[[ Records for the task open ]]

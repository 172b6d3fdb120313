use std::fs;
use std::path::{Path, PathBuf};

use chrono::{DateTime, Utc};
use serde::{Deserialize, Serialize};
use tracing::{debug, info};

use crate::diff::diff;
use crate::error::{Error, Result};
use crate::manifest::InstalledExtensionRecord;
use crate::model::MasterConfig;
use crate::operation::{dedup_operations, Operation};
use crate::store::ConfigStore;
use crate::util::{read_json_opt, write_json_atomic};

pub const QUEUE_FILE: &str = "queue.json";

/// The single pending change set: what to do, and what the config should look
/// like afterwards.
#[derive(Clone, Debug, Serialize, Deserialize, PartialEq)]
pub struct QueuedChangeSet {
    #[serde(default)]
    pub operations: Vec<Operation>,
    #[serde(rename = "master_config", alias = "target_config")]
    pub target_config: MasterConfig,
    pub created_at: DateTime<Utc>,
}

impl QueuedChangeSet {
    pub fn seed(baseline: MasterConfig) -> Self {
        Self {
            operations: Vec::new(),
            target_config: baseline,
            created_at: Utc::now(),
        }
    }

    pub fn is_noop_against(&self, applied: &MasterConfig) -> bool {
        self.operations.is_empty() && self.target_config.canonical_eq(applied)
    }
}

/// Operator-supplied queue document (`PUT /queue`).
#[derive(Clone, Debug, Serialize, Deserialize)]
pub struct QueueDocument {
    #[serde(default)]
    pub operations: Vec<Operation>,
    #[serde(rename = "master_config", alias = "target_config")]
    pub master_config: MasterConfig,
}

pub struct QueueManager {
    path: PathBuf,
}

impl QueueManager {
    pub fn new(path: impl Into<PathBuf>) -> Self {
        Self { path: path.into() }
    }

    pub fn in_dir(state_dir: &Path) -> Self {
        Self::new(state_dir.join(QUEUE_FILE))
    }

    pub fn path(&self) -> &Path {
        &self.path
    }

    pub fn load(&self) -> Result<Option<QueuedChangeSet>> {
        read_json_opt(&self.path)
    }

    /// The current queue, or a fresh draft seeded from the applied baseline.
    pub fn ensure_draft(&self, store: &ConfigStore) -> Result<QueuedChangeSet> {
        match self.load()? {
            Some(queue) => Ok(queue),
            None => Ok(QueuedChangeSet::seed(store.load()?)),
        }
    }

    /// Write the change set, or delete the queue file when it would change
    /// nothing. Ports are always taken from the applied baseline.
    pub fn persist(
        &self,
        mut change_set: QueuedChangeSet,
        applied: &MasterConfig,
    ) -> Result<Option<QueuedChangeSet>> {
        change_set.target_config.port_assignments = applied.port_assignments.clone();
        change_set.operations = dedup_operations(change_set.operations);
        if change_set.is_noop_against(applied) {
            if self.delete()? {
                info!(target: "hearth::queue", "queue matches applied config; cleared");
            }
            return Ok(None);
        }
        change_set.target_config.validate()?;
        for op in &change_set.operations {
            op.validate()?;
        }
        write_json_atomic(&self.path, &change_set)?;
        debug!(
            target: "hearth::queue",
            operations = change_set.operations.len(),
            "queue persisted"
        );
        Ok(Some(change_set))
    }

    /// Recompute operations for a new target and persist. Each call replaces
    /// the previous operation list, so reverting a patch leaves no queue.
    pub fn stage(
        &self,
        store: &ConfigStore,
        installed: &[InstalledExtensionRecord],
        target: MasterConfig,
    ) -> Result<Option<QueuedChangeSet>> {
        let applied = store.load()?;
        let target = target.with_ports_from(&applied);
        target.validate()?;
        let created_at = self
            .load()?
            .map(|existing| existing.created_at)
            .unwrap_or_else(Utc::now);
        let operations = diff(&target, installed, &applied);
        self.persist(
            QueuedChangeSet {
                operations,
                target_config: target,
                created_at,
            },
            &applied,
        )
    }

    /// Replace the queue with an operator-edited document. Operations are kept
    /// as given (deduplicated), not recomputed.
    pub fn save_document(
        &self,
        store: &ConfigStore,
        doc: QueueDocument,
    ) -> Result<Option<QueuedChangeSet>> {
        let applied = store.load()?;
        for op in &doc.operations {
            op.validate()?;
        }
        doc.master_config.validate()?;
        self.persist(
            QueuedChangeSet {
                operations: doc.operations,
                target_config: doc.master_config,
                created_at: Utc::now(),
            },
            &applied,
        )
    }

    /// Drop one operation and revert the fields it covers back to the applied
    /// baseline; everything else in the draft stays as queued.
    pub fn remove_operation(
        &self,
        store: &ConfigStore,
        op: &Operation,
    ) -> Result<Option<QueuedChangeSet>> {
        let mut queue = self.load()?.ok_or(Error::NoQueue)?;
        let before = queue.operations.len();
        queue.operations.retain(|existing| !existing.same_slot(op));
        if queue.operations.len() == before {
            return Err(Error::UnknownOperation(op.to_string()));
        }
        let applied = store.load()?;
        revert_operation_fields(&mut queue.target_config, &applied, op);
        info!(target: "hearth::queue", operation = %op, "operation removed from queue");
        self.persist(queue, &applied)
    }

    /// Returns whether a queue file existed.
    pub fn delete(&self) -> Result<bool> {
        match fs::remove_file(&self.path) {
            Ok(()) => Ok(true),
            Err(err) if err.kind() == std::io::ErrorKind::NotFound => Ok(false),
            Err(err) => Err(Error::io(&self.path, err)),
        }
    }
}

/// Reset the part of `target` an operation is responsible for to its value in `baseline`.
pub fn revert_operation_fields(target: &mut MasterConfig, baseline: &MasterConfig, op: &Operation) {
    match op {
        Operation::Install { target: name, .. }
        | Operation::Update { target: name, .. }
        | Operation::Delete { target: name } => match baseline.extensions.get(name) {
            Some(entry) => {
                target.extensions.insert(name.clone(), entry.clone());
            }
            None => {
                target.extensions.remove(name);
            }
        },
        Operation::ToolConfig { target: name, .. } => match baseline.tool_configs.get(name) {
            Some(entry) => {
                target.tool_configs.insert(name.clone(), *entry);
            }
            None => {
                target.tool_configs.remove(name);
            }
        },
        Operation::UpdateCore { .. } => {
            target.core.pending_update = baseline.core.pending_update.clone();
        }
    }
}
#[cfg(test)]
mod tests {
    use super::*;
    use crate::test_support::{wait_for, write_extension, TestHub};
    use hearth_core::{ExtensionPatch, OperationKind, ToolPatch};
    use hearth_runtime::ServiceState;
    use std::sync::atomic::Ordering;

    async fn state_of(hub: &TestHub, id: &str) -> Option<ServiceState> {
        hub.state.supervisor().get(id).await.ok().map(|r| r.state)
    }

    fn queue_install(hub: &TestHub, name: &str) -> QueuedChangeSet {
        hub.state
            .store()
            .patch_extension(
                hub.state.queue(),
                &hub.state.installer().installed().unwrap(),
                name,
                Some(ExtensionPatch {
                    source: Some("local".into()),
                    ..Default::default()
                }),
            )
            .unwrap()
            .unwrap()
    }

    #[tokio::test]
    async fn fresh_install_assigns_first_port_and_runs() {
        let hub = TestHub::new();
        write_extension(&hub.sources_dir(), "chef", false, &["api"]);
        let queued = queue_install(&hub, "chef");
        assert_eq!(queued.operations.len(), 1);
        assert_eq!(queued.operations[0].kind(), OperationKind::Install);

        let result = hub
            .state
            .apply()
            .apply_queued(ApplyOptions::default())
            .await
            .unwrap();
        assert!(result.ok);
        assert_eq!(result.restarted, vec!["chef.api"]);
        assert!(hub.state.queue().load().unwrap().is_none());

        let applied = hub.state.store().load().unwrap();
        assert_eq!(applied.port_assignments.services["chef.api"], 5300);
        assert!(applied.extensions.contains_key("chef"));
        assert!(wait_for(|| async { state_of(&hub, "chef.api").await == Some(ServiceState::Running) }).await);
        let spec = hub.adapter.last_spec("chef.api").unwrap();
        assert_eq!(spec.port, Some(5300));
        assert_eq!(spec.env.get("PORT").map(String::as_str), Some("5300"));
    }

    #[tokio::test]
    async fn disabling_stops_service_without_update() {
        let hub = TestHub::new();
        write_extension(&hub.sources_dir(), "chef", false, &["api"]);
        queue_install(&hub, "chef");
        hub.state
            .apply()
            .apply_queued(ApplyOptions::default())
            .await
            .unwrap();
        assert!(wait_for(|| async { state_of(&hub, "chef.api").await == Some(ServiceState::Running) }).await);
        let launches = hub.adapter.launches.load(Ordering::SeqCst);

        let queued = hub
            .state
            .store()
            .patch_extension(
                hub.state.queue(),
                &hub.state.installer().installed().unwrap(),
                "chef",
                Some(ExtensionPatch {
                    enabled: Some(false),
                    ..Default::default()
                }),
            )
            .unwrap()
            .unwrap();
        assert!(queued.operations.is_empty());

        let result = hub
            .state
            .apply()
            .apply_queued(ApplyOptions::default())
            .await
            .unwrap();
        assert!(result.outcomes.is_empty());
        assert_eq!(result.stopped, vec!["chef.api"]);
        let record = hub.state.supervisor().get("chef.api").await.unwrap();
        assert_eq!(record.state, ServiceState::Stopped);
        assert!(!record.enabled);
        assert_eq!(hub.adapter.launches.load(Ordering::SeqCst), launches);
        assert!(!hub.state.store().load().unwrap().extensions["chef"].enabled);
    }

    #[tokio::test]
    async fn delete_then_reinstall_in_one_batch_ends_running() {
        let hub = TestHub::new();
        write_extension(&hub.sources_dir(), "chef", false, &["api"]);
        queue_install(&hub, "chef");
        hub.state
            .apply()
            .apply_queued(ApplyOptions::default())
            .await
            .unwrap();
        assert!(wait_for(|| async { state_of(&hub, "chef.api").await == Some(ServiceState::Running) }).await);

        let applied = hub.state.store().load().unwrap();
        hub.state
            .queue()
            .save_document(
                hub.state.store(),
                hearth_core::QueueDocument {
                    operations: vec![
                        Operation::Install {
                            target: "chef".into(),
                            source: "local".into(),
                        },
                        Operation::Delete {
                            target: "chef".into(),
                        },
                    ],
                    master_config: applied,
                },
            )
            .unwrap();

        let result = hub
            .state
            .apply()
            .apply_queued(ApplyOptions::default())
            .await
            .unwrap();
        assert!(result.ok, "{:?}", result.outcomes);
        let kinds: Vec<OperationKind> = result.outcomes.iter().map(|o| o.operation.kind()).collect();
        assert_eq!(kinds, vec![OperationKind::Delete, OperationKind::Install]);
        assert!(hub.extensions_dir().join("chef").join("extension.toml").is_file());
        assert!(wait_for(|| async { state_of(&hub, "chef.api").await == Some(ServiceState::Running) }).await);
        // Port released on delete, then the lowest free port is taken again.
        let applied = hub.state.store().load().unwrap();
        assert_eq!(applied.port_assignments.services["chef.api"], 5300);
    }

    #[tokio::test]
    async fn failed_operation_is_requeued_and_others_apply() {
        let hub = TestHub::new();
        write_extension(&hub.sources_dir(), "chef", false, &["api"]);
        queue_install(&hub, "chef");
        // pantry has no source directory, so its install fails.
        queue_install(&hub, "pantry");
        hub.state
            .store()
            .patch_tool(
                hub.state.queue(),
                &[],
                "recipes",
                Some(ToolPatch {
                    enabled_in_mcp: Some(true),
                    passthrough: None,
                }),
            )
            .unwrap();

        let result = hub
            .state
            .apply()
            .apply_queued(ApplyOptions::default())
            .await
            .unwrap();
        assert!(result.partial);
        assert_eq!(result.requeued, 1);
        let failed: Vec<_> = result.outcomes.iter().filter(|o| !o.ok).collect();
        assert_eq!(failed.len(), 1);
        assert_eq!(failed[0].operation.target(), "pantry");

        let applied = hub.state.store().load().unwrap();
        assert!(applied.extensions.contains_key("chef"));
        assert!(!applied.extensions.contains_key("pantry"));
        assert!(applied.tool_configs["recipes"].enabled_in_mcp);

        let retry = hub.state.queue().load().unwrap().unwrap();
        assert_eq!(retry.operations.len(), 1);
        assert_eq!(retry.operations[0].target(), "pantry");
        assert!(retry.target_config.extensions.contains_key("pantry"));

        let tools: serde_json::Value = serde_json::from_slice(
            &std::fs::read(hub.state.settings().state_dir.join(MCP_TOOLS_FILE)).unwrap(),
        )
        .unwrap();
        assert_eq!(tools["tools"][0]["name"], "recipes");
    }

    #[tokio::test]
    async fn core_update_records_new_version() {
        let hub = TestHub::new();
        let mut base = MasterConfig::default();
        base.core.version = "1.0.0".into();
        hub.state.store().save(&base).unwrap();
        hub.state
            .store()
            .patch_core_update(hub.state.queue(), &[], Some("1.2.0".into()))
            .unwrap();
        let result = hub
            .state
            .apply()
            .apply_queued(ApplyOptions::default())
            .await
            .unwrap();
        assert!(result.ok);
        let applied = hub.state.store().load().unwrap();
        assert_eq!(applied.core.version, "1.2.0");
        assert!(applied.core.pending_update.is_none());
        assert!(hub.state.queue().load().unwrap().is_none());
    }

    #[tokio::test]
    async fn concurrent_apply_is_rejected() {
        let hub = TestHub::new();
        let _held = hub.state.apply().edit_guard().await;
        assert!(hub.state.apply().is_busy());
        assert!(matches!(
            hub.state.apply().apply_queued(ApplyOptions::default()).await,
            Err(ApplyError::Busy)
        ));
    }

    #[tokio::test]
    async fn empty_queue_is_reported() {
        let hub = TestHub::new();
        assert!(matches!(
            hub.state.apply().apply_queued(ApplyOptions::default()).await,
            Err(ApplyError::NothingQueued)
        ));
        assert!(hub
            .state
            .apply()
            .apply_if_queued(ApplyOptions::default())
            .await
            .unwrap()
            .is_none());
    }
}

[[ Records for the task closed ]]

■ **Exercise**
What you return must be the lines from the line holding "let tools: serde_json::Value" through the final line of the material, word for word, and nothing more.

■ **Task answer**
        let tools: serde_json::Value = serde_json::from_slice(
            &std::fs::read(hub.state.settings().state_dir.join(MCP_TOOLS_FILE)).unwrap(),
        )
        .unwrap();
        assert_eq!(tools["tools"][0]["name"], "recipes");
    }

    #[tokio::test]
    async fn core_update_records_new_version() {
        let hub = TestHub::new();
        let mut base = MasterConfig::default();
        base.core.version = "1.0.0".into();
        hub.state.store().save(&base).unwrap();
        hub.state
            .store()
            .patch_core_update(hub.state.queue(), &[], Some("1.2.0".into()))
            .unwrap();
        let result = hub
            .state
            .apply()
            .apply_queued(ApplyOptions::default())
            .await
            .unwrap();
        assert!(result.ok);
        let applied = hub.state.store().load().unwrap();
        assert_eq!(applied.core.version, "1.2.0");
        assert!(applied.core.pending_update.is_none());
        assert!(hub.state.queue().load().unwrap().is_none());
    }

    #[tokio::test]
    async fn concurrent_apply_is_rejected() {
        let hub = TestHub::new();
        let _held = hub.state.apply().edit_guard().await;
        assert!(hub.state.apply().is_busy());
        assert!(matches!(
            hub.state.apply().apply_queued(ApplyOptions::default()).await,
            Err(ApplyError::Busy)
        ));
    }

    #[tokio::test]
    async fn empty_queue_is_reported() {
        let hub = TestHub::new();
        assert!(matches!(
            hub.state.apply().apply_queued(ApplyOptions::default()).await,
            Err(ApplyError::NothingQueued)
        ));
        assert!(hub
            .state
            .apply()
            .apply_if_queued(ApplyOptions::default())
            .await
            .unwrap()
            .is_none());
    }
}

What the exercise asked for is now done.